The 2000 presidential race resulted in the highest-profile ballot battle in over a century. But it is far from the only American election determined by a handful of votes and marred by claims of fraud. Since the founding of the nation, violence frequently erupted as the votes were being counted, and more than a few elections produced manifestly unfair results. Despite America's claim to be the world's greatest democracy, its adherence to the basic tenets of democratic elections-the ability to count ballots accurately and fairly even when the stakes are high-has always been shaky. A rigged gubernatorial election in New York in 1792 nearly ended in calls for another revolution, and an 1899 gubernatorial race even resulted in an assassination. Though acts of violence have decreased in frequency over the past century, fairness and accuracy in ballot counting nonetheless remains a basic problem in American political life.

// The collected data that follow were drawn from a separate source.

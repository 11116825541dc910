//! Illustration variation generator: a key-holding proxy in front of the
//! Gemini content API, a client for it, and the fan-out that turns one base
//! image and many prompts into many variations.

#![allow(clippy::multiple_crate_versions)]
#![deny(clippy::all)]
#![deny(clippy::await_holding_lock)]
#![deny(clippy::complexity)]
#![deny(clippy::correctness)]
#![deny(clippy::disallowed_methods)]
#![deny(clippy::expect_used)]
#![deny(clippy::needless_pass_by_value)]
#![deny(clippy::panic)]
#![deny(clippy::perf)]
#![deny(clippy::trivially_copy_pass_by_ref)]
#![deny(clippy::unreachable)]
#![deny(clippy::unwrap_used)]
#![deny(warnings)]
#![forbid(unsafe_code)]
#![deny(missing_docs)]

pub mod asset;
pub mod cli;
pub mod client;
pub mod config;
pub mod constants;
pub mod error;
pub mod orchestrator;
pub mod provider;
pub mod state;
pub mod web;
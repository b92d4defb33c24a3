//! Database error types.

use crate::TxMode;
use thiserror::Error;

/// Database error type.
#[derive(Error, Debug)]
pub enum DatabaseError {
    /// SQLite error
    #[error("SQLite error: {0}")]
    Sqlite(#[from] rusqlite::Error),

    /// IO error
    #[error("IO error: {0}")]
    Io(#[from] std::io::Error),

    /// `connect` was asked to create a database that already exists
    #[error("Database already exists: {0}")]
    AlreadyExists(String),

    /// `connect` was asked to open a database that does not exist
    #[error("Database not found: {0}")]
    NotFound(String),

    /// A write block was requested inside a read-only transaction
    #[error("Mode conflict: cannot open a {requested} work block inside a read-only transaction")]
    ModeConflict { requested: TxMode },

    /// The transaction this work block belonged to was already rolled back
    #[error("Work block belongs to a transaction that was canceled")]
    ChainCanceled,

    /// The connection has been closed
    #[error("Connection closed")]
    Closed,

    /// The `lastmod` row is absent
    #[error("Revision counter is missing")]
    RevisionMissing,

    /// The `lastmod` row is not a valid 32-bit hex value
    #[error("Revision counter is malformed: {0:?}")]
    RevisionMalformed(String),

    /// Bumping the revision would leave the 32-bit range
    #[error("Revision counter overflow: {current:#x} + {step}")]
    RevisionOverflow { current: u32, step: u32 },

    /// Invalid data error
    #[error("Invalid data: {0}")]
    InvalidData(String),
}

/// Result type alias using DatabaseError.
pub type DatabaseResult<T> = Result<T, DatabaseError>;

In Ballot Battles, Edward Foley presents a sweeping history of election controversies in the United States, tracing how their evolution generated legal precedents that ultimately transformed how we determine who wins and who loses. While weaving a narrative spanning over two centuries, Foley repeatedly returns to an originating event: because the Founding Fathers despised parties and never envisioned the emergence of a party system, they wrote a constitution that did not provide clear solutions for high-stakes and highly-contested elections in which two parties could pool resources against one another. Moreover, in the American political system that actually developed, politicians are beholden to the parties which they represent - and elected officials have typically had an outsized say in determining the outcomes of extremely close elections that involve recounts. This underlying structural problem, more than anything else, explains why intense ballot battles that leave one side feeling aggrieved will continue to occur for the foreseeable future.

American democracy has improved dramatically over the last two centuries. But the same cannot be said for the ways in which we determine who wins the very close races. From the founding until today, there has been little progress toward fixing the problem. Indeed, supporters of John Jay in 1792 and opponents of Lyndon Johnson in the 1948 Texas Senate race would find it easy to commiserate with Al Gore after the 2000 election. Ballot Battles is not only the first full chronicle of contested elections in the US. It also provides a powerful explanation of why the American election system has been-and remains-so ineffective at deciding the tightest races in a way that all sides will agree is fair.

Product Details

ISBN-13: 9780197775844
Publisher: Oxford University Press
Publication date: 05/10/2024
Pages: 552
Product dimensions: 6.00(w) x 8.90(h) x 1.70(d)

About the Author

Edward B. Foley holds the Ebersold Chair in Constitutional Law at The Ohio State University, where he also directs its election law program. He is a contributing opinion columnist for the Washington Post, and in 2020 served as an NBC News election law analyst. The first edition of Ballot Battles: The History of Disputed Elections in the United States (Oxford University Press, 2016) was named Finalist for the David J. Langum, Sr. Prize in American Legal History and listed as one of 100 “must-read books about law and social justice”. Foley’s most recent book, Presidential Elections and Majority Rule (Oxford University Press, 2020), provides a basis for reform that would enable the Electoral College to operate according to its majority-rule objectives.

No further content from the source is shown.